About a year ago, my sister and I sat on her couch, catching up. We talked about my nephew, our weekend plans, hummus recipes. She said something like, “I usually mix cilantro into my chickpeas, but some people think it tastes like soap.”
Across the living room, the top of a black cylinder on the TV stand lit up with a glowing blue band. “Kitties are pretty, and so are their purrs and meows,” the Amazon Echo announced.
We stared at the device for a moment, startled, before hunching over in laughter.
It was just a small reminder of something we knew, but had forgotten: Alexa was always listening.
Smart speakers, like Amazon’s Echo and Google Home, listen constantly to the homes they’ve been welcomed into — and that’s a lot of homes. By November 2017, Amazon had sold around 20 million Echo devices, and Google had sold about 7 million Google Home devices, according to leading investment research company Consumer Intelligence Research Partners, LLC.
The devices are master eavesdroppers, always on the lookout for that one trigger — the “wake word” — that tells them it’s time to act. Once triggered, the speakers begin recording what’s being said. They send this information in real-time to a cloud server, which processes it, and sends a response back.
The device’s wake word is the crux of many people’s privacy concerns — concerns that everything spoken in the privacy of their homes is being recorded. “OK Google,” “Alexa,” or any other device-specific word that tells it to begin recording — these phrases make the difference between conversing in private and holding a conversation that is captured and sent hundreds of miles away, where its content will be stored, and potentially sold to marketers. Neither Google nor Amazon agreed to comment on this concern. Though, anyone with a smart speaker has likely experienced how messy wake words can be; often, the speaker starts recording everything it hears when you haven’t spoken to it.
“It’s a big problem for present wake-up words,” said Veton Këpuska, an associate professor of computer engineering at Florida Institute of Technology. He’s been working on speech recognition for decades, and his voice raised in high-pitched excitement as he talked about these nuances. He helped me understand how wake-up words work, and why it’s so hard to make them error-free.
According to Këpuska, wake word engineers usually base their software on another machine used to process language: the human brain. They call this genre of software architecture “neural networks” because its programs resemble the mechanics of the brain’s neurons.
When my sister and I sat on the couch, swapping recipes, the Amazon Echo sat on the other side of the room running tests on every word we said. A word would come in — “chickpeas” — and hit the first layer of tests. This layer made a decision about the word, and sent that decision to the next layer. In this case, it might determine that “chickpeas” did not warrant a response.
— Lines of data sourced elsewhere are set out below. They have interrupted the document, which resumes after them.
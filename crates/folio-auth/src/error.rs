//! Authentication error types.

use folio_crypto::CryptoError;
use folio_storage::StorageError;
use thiserror::Error;

/// Authentication operation errors.
#[derive(Debug, Error)]
pub enum AuthError {
    /// The submitted one-time password did not match.
    #[error("invalid one-time password")]
    InvalidOtp,

    /// No OTP secret has been provisioned.
    #[error("OTP secret not provisioned")]
    SecretNotFound,

    /// The secret or TOTP parameters are unusable.
    #[error("authentication configuration error: {0}")]
    Configuration(String),

    /// The secret store could not be reached.
    #[error("secret storage error: {0}")]
    Storage(#[from] StorageError),

    /// No secure randomness was available for key or secret generation.
    #[error("secure random source unavailable: {0}")]
    Entropy(String),

    /// Internal error.
    #[error("internal authentication error: {0}")]
    Internal(String),
}

impl From<CryptoError> for AuthError {
    fn from(err: CryptoError) -> Self {
        match err {
            CryptoError::Entropy(msg) => Self::Entropy(msg),
            CryptoError::InvalidEncoding(msg) => Self::Configuration(msg),
        }
    }
}

/// Result type for authentication operations.
pub type AuthResult<T> = Result<T, AuthError>;
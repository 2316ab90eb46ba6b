//! Connection pool and schema setup.

use std::time::Duration;

use folio_storage::{StorageError, StorageResult};
use sqlx::postgres::{PgPool, PgPoolOptions};

/// How long a login waits for a free connection before failing.
const ACQUIRE_TIMEOUT: Duration = Duration::from_secs(10);

/// Connects to `url` with between `min_connections` and `max_connections`
/// open connections.
///
/// # Errors
///
/// Returns `StorageError::Connection` if the database is unreachable.
pub async fn create_pool(
    url: &str,
    min_connections: u32,
    max_connections: u32,
) -> StorageResult<PgPool> {
    PgPoolOptions::new()
        .min_connections(min_connections)
        .max_connections(max_connections)
        .acquire_timeout(ACQUIRE_TIMEOUT)
        .connect(url)
        .await
        .map_err(|e| StorageError::Connection(e.to_string()))
}

/// Creates the `otp_secret` table if it does not exist yet.
///
/// # Errors
///
/// Returns `StorageError::Query` if a migration fails.
pub async fn run_migrations(pool: &PgPool) -> StorageResult<()> {
    sqlx::migrate!("./migrations")
        .run(pool)
        .await
        .map_err(|e| StorageError::Query(e.to_string()))
}
//! Infrastructure endpoint integration tests.

use reqwest::StatusCode;

use crate::common::TestEnv;

#[tokio::test]
async fn test_root_is_alive() -> anyhow::Result<()> {
    let env = TestEnv::new().await?;

    let response = env.client.get(env.url("/")).send().await?;
    assert_eq!(response.status(), StatusCode::OK);
    assert_eq!(response.text().await?, "Alive");

    Ok(())
}

#[tokio::test]
async fn test_health_endpoints() -> anyhow::Result<()> {
    let env = TestEnv::new().await?;

    let health: serde_json::Value = env
        .client
        .get(env.url("/health"))
        .send()
        .await?
        .error_for_status()?
        .json()
        .await?;
    assert_eq!(health["status"], "healthy");

    for path in ["/health/live", "/health/ready"] {
        let response = env.client.get(env.url(path)).send().await?;
        assert_eq!(response.status(), StatusCode::OK, "{path}");
    }

    Ok(())
}

#[tokio::test]
async fn test_secret_is_provisioned_owner_only() -> anyhow::Result<()> {
    let env = TestEnv::new().await?;

    let secret = env.secret()?;
    assert_eq!(secret.len(), 32, "20 bytes of unpadded base32");

    #[cfg(unix)]
    {
        use std::os::unix::fs::PermissionsExt;
        let mode = std::fs::metadata(&env.secret_file)?.permissions().mode();
        assert_eq!(mode & 0o777, 0o600);
    }

    Ok(())
}
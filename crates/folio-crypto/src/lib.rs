//! # folio-crypto
//!
//! Cryptographic primitives used by the folio authentication core.
//!
//! - [`hash`] - HMAC over SHA-1, SHA-256 and SHA-512 (backed by aws-lc-rs)
//! - [`random`] - operating system randomness that reports failure instead
//!   of degrading to a weaker generator
//! - [`base32`] - RFC 4648 base32, the encoding authenticator apps expect
//!   for shared secrets

#![forbid(unsafe_code)]
#![warn(missing_docs)]

pub mod base32;
pub mod error;
pub mod hash;
pub mod random;

pub use error::{CryptoError, CryptoResult};
pub use hash::{hmac_sha1, hmac_sha256, hmac_sha512};
pub use random::{random_bytes, random_hex};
Or, it might think “chickpeas” sounded kind of like “Alexa” and send it on to the second layer. In that case, the second layer has a chance to weed out the word and keep the smart speaker quiet. Every word uttered around a smart speaker triggers this layer-by-layer analysis.
“They have to include a significant amount of layers in order to distill the complexity,” says Këpuska. The more layers, the deeper the neural network — and the deeper the network, the better. “Today it’s not unusual to have a ten-layer depth,” he says.
Despite so many layers, and so many chances to weed out words that aren’t directed at a smart speaker, the devices still tend to mess up pretty often. By Këpuska’s estimate, conventional speech recognition systems make about one error for every 100 words they process. That would allow for 10 to 30 misheard words within a ten minute conversation, based on estimates of English speech rates made by linguists at the University of Pennsylvania. And your privacy is compromised with each mistake.
Leaders at smart speaker companies have assured customers that their data is safe. Amazon’s Vice President, Rohit Prasad, told Quartz last November that Echo is designed so that nothing is stored on the device itself. It only records for long enough to know whether you’ve said a wake word, and it continues to record only if you have. Google’s device information webpage provides similar reassurances, and tells users how to manually delete information Google has gathered about them.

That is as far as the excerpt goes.